ASSIGNED TASK:
Each line below must be set down exactly as it stands.

RECORDS SUPPLIED:
^^^^

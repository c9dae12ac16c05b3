//! Common types module for the courier backend.
//!
//! This module defines the core data types and structures used throughout
//! the backend. It provides a centralized location for shared types to
//! ensure consistency across all components.

/// API types for HTTP endpoints and request/response structures.
pub mod api;
/// Order and order-lifecycle types.
pub mod order;
/// Payment and payment-provider types.
pub mod payment;
/// Proof-of-delivery types.
pub mod proof;
/// Registry trait for self-registering implementations.
pub mod registry;
/// Rider account and device types.
pub mod rider;
/// Secure string type for secrets.
pub mod secret_string;
/// Storage namespace keys.
pub mod storage;
/// Configuration validation types for ensuring type-safe configurations.
pub mod validation;

// Re-export all types for convenient access
pub use api::*;
pub use order::*;
pub use payment::*;
pub use proof::*;
pub use registry::*;
pub use rider::*;
pub use secret_string::*;
pub use storage::*;
pub use validation::*;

^^^^

THE ANSWER:
repository c9dae12ac16c05b3
//! Common types module for the courier backend.
//!
//! This module defines the core data types and structures used throughout
//! the backend. It provides a centralized location for shared types to
//! ensure consistency across all components.

/// API types for HTTP endpoints and request/response structures.
pub mod api;
/// Order and order-lifecycle types.
pub mod order;
/// Payment and payment-provider types.
pub mod payment;
/// Proof-of-delivery types.
pub mod proof;
/// Registry trait for self-registering implementations.
pub mod registry;
/// Rider account and device types.
pub mod rider;
/// Secure string type for secrets.
pub mod secret_string;
/// Storage namespace keys.
pub mod storage;
/// Configuration validation types for ensuring type-safe configurations.
pub mod validation;

// Re-export all types for convenient access
pub use api::*;
pub use order::*;
pub use payment::*;
pub use proof::*;
pub use registry::*;
pub use rider::*;
pub use secret_string::*;
pub use storage::*;
pub use validation::*;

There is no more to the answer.